Data supplied -
use std::fs::{self, OpenOptions, create_dir_all};
use std::io::{BufRead, BufReader, Write};
use std::path::PathBuf;

use anyhow::Result;
use chrono::Utc;
use serde::{Deserialize, Serialize};

use crate::api::ApiError;

// ---------------------------------------------------------------------------
// Call log entry (JSONL analytics)
// ---------------------------------------------------------------------------

/// A single entry in the event log (`~/.primedash/events.jsonl`).
///
/// One entry per backend call. Read back by `primedash history`.
#[derive(Debug, Clone, PartialEq, Serialize, Deserialize)]
pub struct CallLogEntry {
    pub timestamp: String,
    /// Operation name, e.g. `"me"`, `"settings.save"`, `"ai.plan"`.
    pub operation: String,
    #[serde(skip_serializing_if = "Option::is_none", default)]
    pub guild_id: Option<String>,
    /// `"ok"`, `"transport"`, `"unauthorized"`, `"http"` or `"application"`.
    pub outcome: String,
    #[serde(skip_serializing_if = "Option::is_none", default)]
    pub status: Option<u16>,
    pub latency_ms: u64,
}

impl CallLogEntry {
    pub fn is_ok(&self) -> bool {
        self.outcome == "ok"
    }
}

/// Short outcome label for an API result.
pub fn outcome_label(error: Option<&ApiError>) -> &'static str {
    match error {
        None => "ok",
        Some(ApiError::Transport(_)) => "transport",
        Some(ApiError::Unauthorized) => "unauthorized",
        Some(ApiError::Http(_)) => "http",
        Some(ApiError::Application(_)) => "application",
    }
}

// ---------------------------------------------------------------------------
// Logging functions
// ---------------------------------------------------------------------------

/// Record one backend call. Best-effort; a no-op when logging is disabled.
pub fn log_call(
    operation: &str,
    guild_id: Option<&str>,
    status: Option<u16>,
    latency_ms: u64,
    error: Option<&ApiError>,
) {
    if !super::prefs().enabled {
        return;
    }

    let entry = CallLogEntry {
        timestamp: Utc::now().to_rfc3339(),
        operation: operation.to_string(),
        guild_id: guild_id.map(str::to_string),
        outcome: outcome_label(error).to_string(),
        status,
        latency_ms,
    };

    let _ = append_log_entry(&entry);
}

// ---------------------------------------------------------------------------
// Reading log entries
// ---------------------------------------------------------------------------

/// Read all entries from `~/.primedash/events.jsonl`.
///
/// Silently skips malformed lines. Returns an empty vec if the file does not
/// exist or cannot be read.
pub fn read_all_entries() -> Vec<CallLogEntry> {
    let Some(path) = events_log_path() else {
        return Vec::new();
    };

    let Ok(file) = fs::File::open(path) else {
        return Vec::new();
    };

    parse_entries(BufReader::new(file))
}

fn parse_entries(reader: impl BufRead) -> Vec<CallLogEntry> {
    reader
        .lines()
        .map_while(Result::ok)
        .filter_map(|line| serde_json::from_str::<CallLogEntry>(&line).ok())
        .collect()
}

/// Read entries from the last N days (all entries if `days` is `None`).
pub fn read_entries_since_days(days: Option<u32>) -> Vec<CallLogEntry> {
    filter_since_days(read_all_entries(), days)
}

fn filter_since_days(entries: Vec<CallLogEntry>, days: Option<u32>) -> Vec<CallLogEntry> {
    let Some(days) = days else {
        return entries;
    };

    let cutoff = (Utc::now() - chrono::Duration::days(i64::from(days))).to_rfc3339();

    entries
        .into_iter()
        .filter(|e| e.timestamp >= cutoff)
        .collect()
}

// ---------------------------------------------------------------------------
// File I/O
// ---------------------------------------------------------------------------

fn append_log_entry(entry: &CallLogEntry) -> Result<()> {
    let Some(path) = events_log_path() else {
        return Ok(());
    };

    if let Some(parent) = path.parent() {
        create_dir_all(parent)?;
    }

    let mut file = OpenOptions::new().create(true).append(true).open(path)?;
    let json = serde_json::to_string(entry)?;
    writeln!(file, "{json}")?;

    Ok(())
}

/// Return the path to the event log file.
pub fn events_log_path() -> Option<PathBuf> {
    crate::config::data_dir().map(|dir| dir.join("events.jsonl"))
}
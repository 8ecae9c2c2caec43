/// Captured when a guild-scoped fetch starts.
#[derive(Debug, Clone, PartialEq, Eq)]
pub struct Ticket {
    generation: u64,
    guild_id: String,
}

impl Ticket {
    pub fn generation(&self) -> u64 {
        self.generation
    }

    pub fn guild_id(&self) -> &str {
        &self.guild_id
    }
}

/// Monotonic counter bumped whenever the active guild changes. A response
/// whose ticket is behind the counter belongs to a guild that is no longer
/// being edited.
#[derive(Debug, Default)]
pub struct RequestGeneration {
    current: u64,
}

impl RequestGeneration {
    pub fn current(&self) -> u64 {
        self.current
    }

    pub fn bump(&mut self) -> u64 {
        self.current += 1;
        self.current
    }

    pub fn issue(&self, guild_id: &str) -> Ticket {
        Ticket {
            generation: self.current,
            guild_id: guild_id.to_string(),
        }
    }

    pub fn is_current(&self, ticket: &Ticket) -> bool {
        ticket.generation == self.current
    }
}
//! Decorative activity feed. Not connected to backend state.

use std::collections::VecDeque;
use std::time::{Duration, Instant};

use rand::Rng;

/// Canned system messages the feed picks from.
pub const ACTIVITIES: [&str; 5] = [
    "Updated user memory for @BMR.",
    "Detected 3 potential spam messages in 'Creators Heaven'.",
    "Successfully resumed 2 pending reminders.",
    "Gemini response generated for !ask command in DM.",
    "Captcha solved correctly by @Newbie_Edits.",
];

/// Entries kept on screen.
pub const MAX_ENTRIES: usize = 8;

const MIN_INTERVAL_MS: u64 = 15_000;
const MAX_INTERVAL_MS: u64 = 30_000;

#[derive(Debug, Clone, PartialEq, Eq)]
pub struct ActivityEntry {
    pub time_label: &'static str,
    pub message: String,
}

impl ActivityEntry {
    pub fn line(&self) -> String {
        format!("System: {}", self.message)
    }
}

/// Newest-first feed that gains one random entry per interval.
#[derive(Debug)]
pub struct ActivityFeed {
    entries: VecDeque<ActivityEntry>,
    interval: Duration,
    next_at: Instant,
}

impl ActivityFeed {
    /// Feed with an interval drawn once from 15–30 s.
    pub fn new(now: Instant) -> Self {
        let ms = rand::thread_rng().gen_range(MIN_INTERVAL_MS..=MAX_INTERVAL_MS);
        Self::with_interval(now, Duration::from_millis(ms))
    }

    pub fn with_interval(now: Instant, interval: Duration) -> Self {
        Self {
            entries: VecDeque::with_capacity(MAX_ENTRIES + 1),
            interval,
            next_at: now + interval,
        }
    }

    pub fn interval(&self) -> Duration {
        self.interval
    }

    pub fn entries(&self) -> impl Iterator<Item = &ActivityEntry> {
        self.entries.iter()
    }

    pub fn len(&self) -> usize {
        self.entries.len()
    }

    pub fn is_empty(&self) -> bool {
        self.entries.is_empty()
    }

    /// Add a message at the top, dropping the oldest past the cap.
    pub fn push(&mut self, message: impl Into<String>) {
        self.entries.push_front(ActivityEntry {
            time_label: "Just now",
            message: message.into(),
        });
        self.entries.truncate(MAX_ENTRIES);
    }

    /// Add a random entry if the interval has elapsed. Returns whether one
    /// was added.
    pub fn tick(&mut self, now: Instant) -> bool {
        if now < self.next_at {
            return false;
        }
        let pick = rand::thread_rng().gen_range(0..ACTIVITIES.len());
        self.push(ACTIVITIES[pick]);
        self.next_at = now + self.interval;
        true
    }
}
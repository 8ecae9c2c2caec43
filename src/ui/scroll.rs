/// Back-to-top toggle for a scrollable view.
#[derive(Debug, Clone, PartialEq, Eq)]
pub struct BackToTop {
    threshold: u32,
    offset: u32,
}

impl BackToTop {
    pub fn new(threshold: u32) -> Self {
        Self {
            threshold,
            offset: 0,
        }
    }

    pub fn offset(&self) -> u32 {
        self.offset
    }

    pub fn scroll_to(&mut self, offset: u32) {
        self.offset = offset;
    }

    /// Shown strictly above the threshold.
    pub fn is_visible(&self) -> bool {
        self.offset > self.threshold
    }

    /// Jump back to the top. Returns whether the button was visible.
    pub fn activate(&mut self) -> bool {
        let was_visible = self.is_visible();
        self.offset = 0;
        was_visible
    }
}
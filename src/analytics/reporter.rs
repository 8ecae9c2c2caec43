//! Analytics reporter: per-operation aggregation of the event log for
//! `primedash history`.

use std::collections::HashMap;

use crate::analytics::logger::{self, CallLogEntry};

/// Per-operation aggregate.
#[derive(Debug, Clone, PartialEq)]
pub struct OperationStat {
    pub operation: String,
    pub count: usize,
    pub failures: usize,
    pub avg_latency_ms: u64,
    /// Outcome of the most recent call.
    pub last_outcome: String,
}

impl OperationStat {
    /// Success rate as a percentage.
    pub fn success_pct(&self) -> f64 {
        if self.count == 0 {
            0.0
        } else {
            (self.count - self.failures) as f64 / self.count as f64 * 100.0
        }
    }
}

/// History summary across all operations.
#[derive(Debug, Default)]
pub struct History {
    pub total_calls: usize,
    pub total_failures: usize,
    pub operations: Vec<OperationStat>,
}

/// Summarize the log, optionally limited to the last `days` days.
pub fn compute_history(days: Option<u32>) -> History {
    build_history(&logger::read_entries_since_days(days))
}

fn build_history(entries: &[CallLogEntry]) -> History {
    let mut grouped: HashMap<&str, Vec<&CallLogEntry>> = HashMap::new();
    for entry in entries {
        grouped.entry(entry.operation.as_str()).or_default().push(entry);
    }

    let mut operations: Vec<OperationStat> = grouped
        .into_iter()
        .map(|(operation, calls)| {
            let count = calls.len();
            let failures = calls.iter().filter(|c| !c.is_ok()).count();
            let total_latency: u64 = calls.iter().map(|c| c.latency_ms).sum();
            let last_outcome = calls
                .iter()
                .max_by(|a, b| a.timestamp.cmp(&b.timestamp))
                .map(|c| c.outcome.clone())
                .unwrap_or_default();
            OperationStat {
                operation: operation.to_string(),
                count,
                failures,
                avg_latency_ms: total_latency / count as u64,
                last_outcome,
            }
        })
        .collect();

    // Busiest first; name breaks ties so output is stable.
    operations.sort_by(|a, b| b.count.cmp(&a.count).then(a.operation.cmp(&b.operation)));

    History {
        total_calls: entries.len(),
        total_failures: entries.iter().filter(|e| !e.is_ok()).count(),
        operations,
    }
}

Work required - In the material above, find each line containing the word "ApiError" and copy it.

Task solution -
use crate::api::ApiError;
pub fn outcome_label(error: Option<&ApiError>) -> &'static str {
        Some(ApiError::Transport(_)) => "transport",
        Some(ApiError::Unauthorized) => "unauthorized",
        Some(ApiError::Http(_)) => "http",
        Some(ApiError::Application(_)) => "application",
    error: Option<&ApiError>,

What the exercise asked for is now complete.